▸ **What to produce**:
Copy every line from the material below that holds "written".

▸ **Given records**:
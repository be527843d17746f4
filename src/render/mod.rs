//! Rendering a template AST to text.
//!
//! The walk is depth-first and left to right. Output is accumulated in a
//! private buffer and only returned when the whole walk succeeds, so a
//! failing render never yields partial text.

use crate::ast::{Node, Template};
use crate::context::Context;
use crate::error::{EvalError, RenderError};
use crate::eval::{evaluate_condition, evaluate_iterable, stringify};
use crate::include::{IncludeResolver, TemplateCache};
use serde::{Deserialize, Serialize};
use std::path::{Path, PathBuf};
use std::sync::Arc;

/// Extension appended to include paths that have none.
pub const DEFAULT_EXTENSION: &str = "mg";

#[derive(Debug, Clone, PartialEq, Eq, Serialize, Deserialize)]
#[serde(default)]
pub struct RenderOptions {
    /// Fail on interpolation of an absent variable instead of emitting "".
    pub strict_variables: bool,
    /// Extension added to include paths without one. Empty disables it.
    pub default_extension: String,
}

impl Default for RenderOptions {
    fn default() -> Self {
        Self {
            strict_variables: false,
            default_extension: DEFAULT_EXTENSION.to_string(),
        }
    }
}

/// Renders templates, sharing one [`TemplateCache`] across every render it
/// performs.
#[derive(Debug, Clone, Default)]
pub struct Renderer {
    cache: Arc<TemplateCache>,
    options: RenderOptions,
}

impl Renderer {
    pub fn new(options: RenderOptions) -> Self {
        Self {
            cache: Arc::new(TemplateCache::new()),
            options,
        }
    }

    /// A renderer that shares an existing cache.
    pub fn with_cache(cache: Arc<TemplateCache>, options: RenderOptions) -> Self {
        Self { cache, options }
    }

    pub fn cache(&self) -> &Arc<TemplateCache> {
        &self.cache
    }

    pub fn options(&self) -> &RenderOptions {
        &self.options
    }

    /// Render `ast` against `ctx`. Top-level includes resolve against
    /// `base_dir`.
    pub fn render(
        &self,
        ast: &[Node],
        ctx: &Context<'_>,
        base_dir: &Path,
    ) -> Result<String, RenderError> {
        self.render_in_chain(ast, ctx, base_dir, &mut Vec::new())
    }

    /// Parse (through the cache) and render the template file at `path`.
    ///
    /// The file itself is the first entry of the include chain, so a file
    /// that includes itself is reported as a cycle.
    pub fn render_file(&self, path: &Path, ctx: &Context<'_>) -> Result<String, RenderError> {
        let path = path
            .canonicalize()
            .map_err(|_| RenderError::IncludeNotFound {
                path: path.to_path_buf(),
            })?;
        let template = self.cache.load(&path)?;
        let dir = path.parent().unwrap_or(Path::new("")).to_path_buf();
        self.render_in_chain(&template.ast, ctx, &dir, &mut vec![path])
    }

    /// Render a template as it would appear inside a file located in `dir`,
    /// with `chain` already in progress.
    pub(crate) fn render_in_chain(
        &self,
        ast: &[Node],
        ctx: &Context<'_>,
        dir: &Path,
        chain: &mut Vec<PathBuf>,
    ) -> Result<String, RenderError> {
        let mut out = String::new();
        self.render_nodes(ast, ctx, dir, chain, &mut out)?;
        Ok(out)
    }

    fn resolver(&self) -> IncludeResolver<'_> {
        IncludeResolver::new(&self.cache, &self.options.default_extension)
    }

    fn render_nodes(
        &self,
        nodes: &[Node],
        ctx: &Context<'_>,
        dir: &Path,
        chain: &mut Vec<PathBuf>,
        out: &mut String,
    ) -> Result<(), RenderError> {
        for node in nodes {
            self.render_node(node, ctx, dir, chain, out)?;
        }
        Ok(())
    }

    fn render_node(
        &self,
        node: &Node,
        ctx: &Context<'_>,
        dir: &Path,
        chain: &mut Vec<PathBuf>,
        out: &mut String,
    ) -> Result<(), RenderError> {
        match node {
            Node::Text(text) => out.push_str(text),
            Node::Interpolation(path) => {
                let value = ctx.resolve(path);
                if value.is_none() && self.options.strict_variables {
                    return Err(EvalError::Absent(path.to_string()).into());
                }
                out.push_str(&stringify(value));
            }
            Node::Block(body) => self.render_nodes(body, ctx, dir, chain, out)?,
            Node::Conditional {
                branches,
                else_body,
            } => {
                for branch in branches {
                    if evaluate_condition(&branch.condition, ctx)? {
                        return self.render_nodes(&branch.body, ctx, dir, chain, out);
                    }
                }
                if let Some(body) = else_body {
                    self.render_nodes(body, ctx, dir, chain, out)?;
                }
            }
            Node::Loop {
                var,
                iterable,
                body,
            } => {
                for item in evaluate_iterable(iterable, ctx)? {
                    let scope = ctx.child().with(var.clone(), item);
                    self.render_nodes(body, &scope, dir, chain, out)?;
                }
            }
            Node::Include(include) => {
                let resolved = self.resolver().resolve(include, ctx, dir, chain)?;
                let mut scope = ctx.child();
                for (name, value) in resolved.bindings.iter() {
                    scope.set(name.clone(), value.clone());
                }
                chain.push(resolved.path.clone());
                let result =
                    self.render_nodes(&resolved.template.ast, &scope, resolved.dir(), chain, out);
                chain.pop();
                result?;
            }
            Node::FunctionImport { .. } | Node::Effect(_) | Node::StateAssign { .. } => {
                tracing::debug!(?node, "script directive has no effect when rendering");
            }
        }
        Ok(())
    }
}

/// Render `ast` with default options and a fresh cache.
pub fn render(ast: &[Node], ctx: &Context<'_>, base_dir: &Path) -> Result<String, RenderError> {
    Renderer::default().render(ast, ctx, base_dir)
}

/// Render a parsed template with default options and a fresh cache.
pub fn render_template(
    template: &Template,
    ctx: &Context<'_>,
    base_dir: &Path,
) -> Result<String, RenderError> {
    render(&template.ast, ctx, base_dir)
}

#[cfg(test)]
mod tests;
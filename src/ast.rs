//! Abstract syntax tree for Margarita templates and agent scripts.
//!
//! A [`Template`] is produced once by the parser and never mutated. Node
//! order inside every sequence is significant: the renderer and the execution
//! model both walk it depth-first, left to right.
//!
//! `elif` has no node of its own. The parser folds it into a [`Node::Conditional`]
//! placed in the else-slot of the preceding branch.

use serde_json::Value;
use std::fmt;

/// A parsed template: header metadata plus the node sequence.
#[derive(Debug, Clone, Default, PartialEq)]
pub struct Template {
    /// Header metadata (`@key: value` lines or a `---` front-matter block).
    pub metadata: Metadata,
    /// The body, in declaration order.
    pub ast: Vec<Node>,
}

impl Template {
    /// Whether this template uses any script-only construct
    /// (imports, `@state`, `@effect`).
    pub fn is_script(&self) -> bool {
        contains_script_nodes(&self.ast)
    }
}

fn contains_script_nodes(nodes: &[Node]) -> bool {
    nodes.iter().any(|node| match node {
        Node::FunctionImport { .. } | Node::Effect(_) | Node::StateAssign { .. } => true,
        Node::Conditional {
            branches,
            else_body,
        } => {
            branches.iter().any(|b| contains_script_nodes(&b.body))
                || else_body.as_deref().is_some_and(contains_script_nodes)
        }
        Node::Loop { body, .. } | Node::Block(body) => contains_script_nodes(body),
        Node::Text(_) | Node::Interpolation(_) | Node::Include(_) => false,
    })
}

/// Ordered string-to-string mapping parsed from the template header.
///
/// Values are kept exactly as written (trimmed); nothing is type-coerced.
#[derive(Debug, Clone, Default, PartialEq, Eq)]
pub struct Metadata {
    entries: Vec<(String, String)>,
}

impl Metadata {
    pub fn new() -> Self {
        Self::default()
    }

    /// Insert a key, replacing an earlier value in place.
    pub fn insert(&mut self, key: impl Into<String>, value: impl Into<String>) {
        let key = key.into();
        let value = value.into();
        match self.entries.iter_mut().find(|(k, _)| *k == key) {
            Some(entry) => entry.1 = value,
            None => self.entries.push((key, value)),
        }
    }

    pub fn get(&self, key: &str) -> Option<&str> {
        self.entries
            .iter()
            .find(|(k, _)| k == key)
            .map(|(_, v)| v.as_str())
    }

    pub fn len(&self) -> usize {
        self.entries.len()
    }

    pub fn is_empty(&self) -> bool {
        self.entries.is_empty()
    }

    /// Iterate entries in header order.
    pub fn iter(&self) -> impl Iterator<Item = (&str, &str)> {
        self.entries.iter().map(|(k, v)| (k.as_str(), v.as_str()))
    }
}

impl<K: Into<String>, V: Into<String>> FromIterator<(K, V)> for Metadata {
    fn from_iter<I: IntoIterator<Item = (K, V)>>(iter: I) -> Self {
        let mut metadata = Metadata::new();
        for (k, v) in iter {
            metadata.insert(k, v);
        }
        metadata
    }
}

/// A dotted variable reference such as `user.profile.name`.
///
/// The first segment is an identifier; later segments may also be list
/// indices (`items.0`).
#[derive(Debug, Clone, PartialEq, Eq, Hash)]
pub struct VarPath(Vec<String>);

impl VarPath {
    /// Parse a dotted path, returning `None` if any segment is malformed.
    pub fn parse(dotted: &str) -> Option<Self> {
        let segments: Vec<String> = dotted.split('.').map(str::to_string).collect();
        let first = segments.first()?;
        if !is_identifier(first) {
            return None;
        }
        let valid_tail = segments[1..]
            .iter()
            .all(|s| !s.is_empty() && s.chars().all(|c| c.is_alphanumeric() || c == '_'));
        valid_tail.then_some(Self(segments))
    }

    pub fn segments(&self) -> &[String] {
        &self.0
    }

    /// The top-level variable name.
    pub fn root(&self) -> &str {
        &self.0[0]
    }
}

impl fmt::Display for VarPath {
    fn fmt(&self, f: &mut fmt::Formatter<'_>) -> fmt::Result {
        write!(f, "{}", self.0.join("."))
    }
}

/// Whether `s` is a valid variable or function name.
pub fn is_identifier(s: &str) -> bool {
    let mut chars = s.chars();
    match chars.next() {
        Some(c) if c.is_alphabetic() || c == '_' => {
            chars.all(|c| c.is_alphanumeric() || c == '_')
        }
        _ => false,
    }
}

/// A node of the template body.
#[derive(Debug, Clone, PartialEq)]
pub enum Node {
    /// Literal text, emitted verbatim.
    Text(String),
    /// `${path}` inside a text block.
    Interpolation(VarPath),
    /// `if` / `elif` / `else` chain.
    Conditional {
        branches: Vec<Branch>,
        else_body: Option<Vec<Node>>,
    },
    /// `for var in iterable:`
    Loop {
        var: String,
        iterable: Expr,
        body: Vec<Node>,
    },
    /// `[[ path key=value ]]`
    Include(Include),
    /// `from source import a, b` or `import name`. Binds nothing until used.
    FunctionImport { names: Vec<String>, source: String },
    /// `@effect ...`
    Effect(EffectCall),
    /// `@state name = expr`
    StateAssign { name: String, value: Expr },
    /// A `<<...>>` prose segment.
    Block(Vec<Node>),
}

/// One guarded branch of a [`Node::Conditional`].
#[derive(Debug, Clone, PartialEq)]
pub struct Branch {
    pub condition: Expr,
    pub body: Vec<Node>,
}

/// An include marker.
#[derive(Debug, Clone, PartialEq)]
pub struct Include {
    pub path: IncludePath,
    /// Parameter bindings, evaluated in the including scope.
    pub bindings: Vec<(String, Expr)>,
}

/// Target of an include.
#[derive(Debug, Clone, PartialEq)]
pub enum IncludePath {
    /// A path written directly in the template.
    Literal(String),
    /// `${path}`: the target is read from the context at render time.
    Dynamic(VarPath),
}

impl fmt::Display for IncludePath {
    fn fmt(&self, f: &mut fmt::Formatter<'_>) -> fmt::Result {
        match self {
            IncludePath::Literal(path) => write!(f, "{}", path),
            IncludePath::Dynamic(path) => write!(f, "${{{}}}", path),
        }
    }
}

/// Built-in effect kinds. Host callables are reached only through
/// [`EffectCall::FunctionCall`] and the injected registry.
#[derive(Debug, Clone, PartialEq)]
pub enum EffectCall {
    /// `@effect func name(args) => target`
    FunctionCall {
        name: String,
        args: Vec<Expr>,
        target: Option<String>,
    },
    /// `@effect tool a, b`
    ToolRegister(Vec<String>),
    /// `@effect run`
    Run,
    /// `@effect clear context`
    ContextClear,
    /// `@effect clear tools`
    ToolClear,
}

impl EffectCall {
    /// Short name used in logs and session events.
    pub fn kind_name(&self) -> &'static str {
        match self {
            EffectCall::FunctionCall { .. } => "function_call",
            EffectCall::ToolRegister(_) => "tool_register",
            EffectCall::Run => "run",
            EffectCall::ContextClear => "context_clear",
            EffectCall::ToolClear => "tool_clear",
        }
    }
}

/// Condition, loop-iterable, binding and argument expressions.
#[derive(Debug, Clone, PartialEq)]
pub enum Expr {
    Literal(Value),
    Path(VarPath),
    Compare {
        op: CompareOp,
        lhs: Box<Expr>,
        rhs: Box<Expr>,
    },
    /// `needle in haystack` / `needle not in haystack`
    Membership {
        needle: Box<Expr>,
        haystack: Box<Expr>,
        negated: bool,
    },
    Not(Box<Expr>),
    And(Box<Expr>, Box<Expr>),
    Or(Box<Expr>, Box<Expr>),
    /// `range(stop)`, `range(start, stop)`, `range(start, stop, step)`
    Range {
        start: Option<Box<Expr>>,
        stop: Box<Expr>,
        step: Option<Box<Expr>>,
    },
}

impl Expr {
    pub fn path(dotted: &str) -> Option<Self> {
        VarPath::parse(dotted).map(Expr::Path)
    }
}

#[derive(Debug, Clone, Copy, PartialEq, Eq)]
pub enum CompareOp {
    Eq,
    Ne,
    Lt,
    Le,
    Gt,
    Ge,
}

impl CompareOp {
    pub fn symbol(self) -> &'static str {
        match self {
            CompareOp::Eq => "==",
            CompareOp::Ne => "!=",
            CompareOp::Lt => "<",
            CompareOp::Le => "<=",
            CompareOp::Gt => ">",
            CompareOp::Ge => ">=",
        }
    }
}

▸ **Problem solution**:
/// Values are kept exactly as written (trimmed); nothing is type-coerced.
    /// A path written directly in the template.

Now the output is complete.